- [WHAT YOU WILL DO] The records below must be transcribed precisely and in full.
╭─ INPUT DATA
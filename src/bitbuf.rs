//! Bit-addressable buffer access and the byte-stream view over it.
//!
//! [`BitBuffer`] is the read contract the decoding side consumes: unsigned
//! fixed-width reads advancing an absolute bit cursor. [`SliceBitBuffer`] is
//! the in-memory implementation over a byte slice. [`ByteView`] adapts any
//! bit buffer into a plain unsigned byte stream for the text decoder; running
//! out of bits maps to `None` rather than an error, because exhaustion is a
//! normal termination condition for unbounded-length fields.

use byteorder::{BigEndian, ByteOrder};

/// Raised by a [`BitBuffer`] when fewer bits remain than were requested.
#[derive(Debug, Clone, Copy, PartialEq, Eq, thiserror::Error)]
#[error("bit buffer underflow: requested {requested} bits, {available} available")]
pub struct Underflow {
    pub requested: u32,
    pub available: u64,
}

/// An addressable source of bits. Reads are big-endian (network order) and
/// advance the cursor; the cursor never rewinds during a decode.
pub trait BitBuffer {
    /// Read `bit_width` bits (at most 64) as an unsigned integer.
    fn read_unsigned(&mut self, bit_width: u32) -> Result<u64, Underflow>;

    /// Absolute bit offset of the cursor, for diagnostics.
    fn bit_position(&self) -> u64;

    /// Bits left between the cursor and the end of the buffer.
    fn bits_remaining(&self) -> u64;
}

/// [`BitBuffer`] over a borrowed byte slice.
pub struct SliceBitBuffer<'a> {
    data: &'a [u8],
    pos: u64,
}

impl<'a> SliceBitBuffer<'a> {
    pub fn new(data: &'a [u8]) -> Self {
        SliceBitBuffer { data, pos: 0 }
    }
}

impl BitBuffer for SliceBitBuffer<'_> {
    fn read_unsigned(&mut self, bit_width: u32) -> Result<u64, Underflow> {
        if bit_width > 64 || u64::from(bit_width) > self.bits_remaining() {
            return Err(Underflow {
                requested: bit_width,
                available: self.bits_remaining(),
            });
        }
        // Byte-aligned widths take the fast path.
        if self.pos % 8 == 0 {
            let at = (self.pos / 8) as usize;
            let v = match bit_width {
                8 => Some(self.data[at] as u64),
                16 => Some(BigEndian::read_u16(&self.data[at..]) as u64),
                32 => Some(BigEndian::read_u32(&self.data[at..]) as u64),
                64 => Some(BigEndian::read_u64(&self.data[at..])),
                _ => None,
            };
            if let Some(v) = v {
                self.pos += u64::from(bit_width);
                return Ok(v);
            }
        }
        let mut value = 0u64;
        let mut left = bit_width;
        while left > 0 {
            let byte = self.data[(self.pos / 8) as usize];
            let offset = (self.pos % 8) as u32;
            let take = (8 - offset).min(left);
            let shift = 8 - offset - take;
            let mask = ((1u16 << take) - 1) as u8;
            value = (value << take) | u64::from((byte >> shift) & mask);
            self.pos += u64::from(take);
            left -= take;
        }
        Ok(value)
    }

    fn bit_position(&self) -> u64 {
        self.pos
    }

    fn bits_remaining(&self) -> u64 {
        self.data.len() as u64 * 8 - self.pos
    }
}

/// Unsigned byte stream over a [`BitBuffer`]. Each [`read`](ByteView::read)
/// consumes exactly 8 bits; any underflow from the underlying buffer is
/// reported as `None`, leaving the caller to decide whether end of data at
/// that point is an error. An optional byte limit caps how many bytes the
/// view will serve, used by fixed-length decoding to stop the cursor at an
/// exact byte count.
pub struct ByteView<'a, B: BitBuffer + ?Sized> {
    buf: &'a mut B,
    limit: Option<u64>,
    consumed: u64,
}

impl<'a, B: BitBuffer + ?Sized> ByteView<'a, B> {
    pub fn new(buf: &'a mut B) -> Self {
        ByteView { buf, limit: None, consumed: 0 }
    }

    pub fn limited(buf: &'a mut B, limit: u64) -> Self {
        ByteView { buf, limit: Some(limit), consumed: 0 }
    }

    /// Next byte, or `None` once the limit is reached or the buffer has
    /// fewer than 8 bits left.
    pub fn read(&mut self) -> Option<u8> {
        if let Some(limit) = self.limit {
            if self.consumed >= limit {
                return None;
            }
        }
        match self.buf.read_unsigned(8) {
            Ok(v) => {
                self.consumed += 1;
                Some(v as u8)
            }
            Err(_) => None,
        }
    }

    /// Bytes served so far (bytes the bit cursor has advanced through).
    pub fn bytes_consumed(&self) -> u64 {
        self.consumed
    }
}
╰─
- [SOLUTION FOR THIS EXERCISE]
filename src/bitbuf.rs
//! Bit-addressable buffer access and the byte-stream view over it.
//!
//! [`BitBuffer`] is the read contract the decoding side consumes: unsigned
//! fixed-width reads advancing an absolute bit cursor. [`SliceBitBuffer`] is
//! the in-memory implementation over a byte slice. [`ByteView`] adapts any
//! bit buffer into a plain unsigned byte stream for the text decoder; running
//! out of bits maps to `None` rather than an error, because exhaustion is a
//! normal termination condition for unbounded-length fields.

use byteorder::{BigEndian, ByteOrder};

/// Raised by a [`BitBuffer`] when fewer bits remain than were requested.
#[derive(Debug, Clone, Copy, PartialEq, Eq, thiserror::Error)]
#[error("bit buffer underflow: requested {requested} bits, {available} available")]
pub struct Underflow {
    pub requested: u32,
    pub available: u64,
}

/// An addressable source of bits. Reads are big-endian (network order) and
/// advance the cursor; the cursor never rewinds during a decode.
pub trait BitBuffer {
    /// Read `bit_width` bits (at most 64) as an unsigned integer.
    fn read_unsigned(&mut self, bit_width: u32) -> Result<u64, Underflow>;

    /// Absolute bit offset of the cursor, for diagnostics.
    fn bit_position(&self) -> u64;

    /// Bits left between the cursor and the end of the buffer.
    fn bits_remaining(&self) -> u64;
}

/// [`BitBuffer`] over a borrowed byte slice.
pub struct SliceBitBuffer<'a> {
    data: &'a [u8],
    pos: u64,
}

impl<'a> SliceBitBuffer<'a> {
    pub fn new(data: &'a [u8]) -> Self {
        SliceBitBuffer { data, pos: 0 }
    }
}

impl BitBuffer for SliceBitBuffer<'_> {
    fn read_unsigned(&mut self, bit_width: u32) -> Result<u64, Underflow> {
        if bit_width > 64 || u64::from(bit_width) > self.bits_remaining() {
            return Err(Underflow {
                requested: bit_width,
                available: self.bits_remaining(),
            });
        }
        // Byte-aligned widths take the fast path.
        if self.pos % 8 == 0 {
            let at = (self.pos / 8) as usize;
            let v = match bit_width {
                8 => Some(self.data[at] as u64),
                16 => Some(BigEndian::read_u16(&self.data[at..]) as u64),
                32 => Some(BigEndian::read_u32(&self.data[at..]) as u64),
                64 => Some(BigEndian::read_u64(&self.data[at..])),
                _ => None,
            };
            if let Some(v) = v {
                self.pos += u64::from(bit_width);
                return Ok(v);
            }
        }
        let mut value = 0u64;
        let mut left = bit_width;
        while left > 0 {
            let byte = self.data[(self.pos / 8) as usize];
            let offset = (self.pos % 8) as u32;
            let take = (8 - offset).min(left);
            let shift = 8 - offset - take;
            let mask = ((1u16 << take) - 1) as u8;
            value = (value << take) | u64::from((byte >> shift) & mask);
            self.pos += u64::from(take);
            left -= take;
        }
        Ok(value)
    }

    fn bit_position(&self) -> u64 {
        self.pos
    }

    fn bits_remaining(&self) -> u64 {
        self.data.len() as u64 * 8 - self.pos
    }
}

/// Unsigned byte stream over a [`BitBuffer`]. Each [`read`](ByteView::read)
/// consumes exactly 8 bits; any underflow from the underlying buffer is
/// reported as `None`, leaving the caller to decide whether end of data at
/// that point is an error. An optional byte limit caps how many bytes the
/// view will serve, used by fixed-length decoding to stop the cursor at an
/// exact byte count.
pub struct ByteView<'a, B: BitBuffer + ?Sized> {
    buf: &'a mut B,
    limit: Option<u64>,
    consumed: u64,
}

impl<'a, B: BitBuffer + ?Sized> ByteView<'a, B> {
    pub fn new(buf: &'a mut B) -> Self {
        ByteView { buf, limit: None, consumed: 0 }
    }

    pub fn limited(buf: &'a mut B, limit: u64) -> Self {
        ByteView { buf, limit: Some(limit), consumed: 0 }
    }

    /// Next byte, or `None` once the limit is reached or the buffer has
    /// fewer than 8 bits left.
    pub fn read(&mut self) -> Option<u8> {
        if let Some(limit) = self.limit {
            if self.consumed >= limit {
                return None;
            }
        }
        match self.buf.read_unsigned(8) {
            Ok(v) => {
                self.consumed += 1;
                Some(v as u8)
            }
            Err(_) => None,
        }
    }

    /// Bytes served so far (bytes the bit cursor has advanced through).
    pub fn bytes_consumed(&self) -> u64 {
        self.consumed
    }
}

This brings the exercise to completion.